***** Entries supplied

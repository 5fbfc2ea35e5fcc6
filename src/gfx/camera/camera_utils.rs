use cgmath::{Matrix4, SquareMatrix};
use winit::event::{DeviceEvent, ElementState, KeyEvent, MouseButton};

use super::{camera_controller::CameraController, orbit_camera::OrbitCamera};

/// Camera plus the controller that drives it.
#[derive(Debug, Clone)]
pub struct CameraManager {
    pub camera: OrbitCamera,
    pub controller: CameraController,
}

impl CameraManager {
    pub fn new(camera: OrbitCamera, controller: CameraController) -> Self {
        Self { camera, controller }
    }

    pub fn process_event(&mut self, event: &DeviceEvent) -> bool {
        self.controller.process_events(event, &mut self.camera)
    }

    pub fn process_mouse_button(&mut self, button: MouseButton, state: ElementState) {
        self.controller.process_mouse_button(button, state);
    }

    pub fn process_keyboard_event(&mut self, event: &KeyEvent) {
        self.controller.process_keyed_events(event);
    }

    /// Per-frame advance: controller motion, then the GPU-facing uniform.
    pub fn update(&mut self, dt: f32) {
        self.controller.update(dt, &mut self.camera);
        self.camera.update_view_proj();
    }

    /// Get the view projection matrix from the camera
    pub fn get_view_proj_matrix(&self) -> Matrix4<f32> {
        self.camera.build_view_projection_matrix()
    }
}

pub trait Camera: Sized {
    fn build_view_projection_matrix(&self) -> Matrix4<f32>;
}

#[repr(C)]
#[derive(Copy, Clone, bytemuck::Pod, bytemuck::Zeroable, Debug)]
pub struct CameraUniform {
    /// The eye position of the camera in homogenous coordinates.
    ///
    /// Homogenous coordinates are used to fullfill the 16 byte alignment requirement.
    pub view_position: [f32; 4],

    /// Contains the view projection matrix.
    pub view_proj: [[f32; 4]; 4],
}

impl Default for CameraUniform {
    fn default() -> Self {
        Self {
            view_position: [0.0; 4],
            view_proj: convert_matrix4_to_array(Matrix4::identity()),
        }
    }
}

pub fn convert_matrix4_to_array(matrix4: Matrix4<f32>) -> [[f32; 4]; 4] {
    matrix4.into()
}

**********

While keeping every line the same, please copy out all the records.

repository 5fbfc2ea35e5fcc6
filename src/gfx/camera/camera_utils.rs
use cgmath::{Matrix4, SquareMatrix};
use winit::event::{DeviceEvent, ElementState, KeyEvent, MouseButton};

use super::{camera_controller::CameraController, orbit_camera::OrbitCamera};

/// Camera plus the controller that drives it.
#[derive(Debug, Clone)]
pub struct CameraManager {
    pub camera: OrbitCamera,
    pub controller: CameraController,
}

impl CameraManager {
    pub fn new(camera: OrbitCamera, controller: CameraController) -> Self {
        Self { camera, controller }
    }

    pub fn process_event(&mut self, event: &DeviceEvent) -> bool {
        self.controller.process_events(event, &mut self.camera)
    }

    pub fn process_mouse_button(&mut self, button: MouseButton, state: ElementState) {
        self.controller.process_mouse_button(button, state);
    }

    pub fn process_keyboard_event(&mut self, event: &KeyEvent) {
        self.controller.process_keyed_events(event);
    }

    /// Per-frame advance: controller motion, then the GPU-facing uniform.
    pub fn update(&mut self, dt: f32) {
        self.controller.update(dt, &mut self.camera);
        self.camera.update_view_proj();
    }

    /// Get the view projection matrix from the camera
    pub fn get_view_proj_matrix(&self) -> Matrix4<f32> {
        self.camera.build_view_projection_matrix()
    }
}

pub trait Camera: Sized {
    fn build_view_projection_matrix(&self) -> Matrix4<f32>;
}

#[repr(C)]
#[derive(Copy, Clone, bytemuck::Pod, bytemuck::Zeroable, Debug)]
pub struct CameraUniform {
    /// The eye position of the camera in homogenous coordinates.
    ///
    /// Homogenous coordinates are used to fullfill the 16 byte alignment requirement.
    pub view_position: [f32; 4],

    /// Contains the view projection matrix.
    pub view_proj: [[f32; 4]; 4],
}

impl Default for CameraUniform {
    fn default() -> Self {
        Self {
            view_position: [0.0; 4],
            view_proj: convert_matrix4_to_array(Matrix4::identity()),
        }
    }
}

pub fn convert_matrix4_to_array(matrix4: Matrix4<f32>) -> [[f32; 4]; 4] {
    matrix4.into()
}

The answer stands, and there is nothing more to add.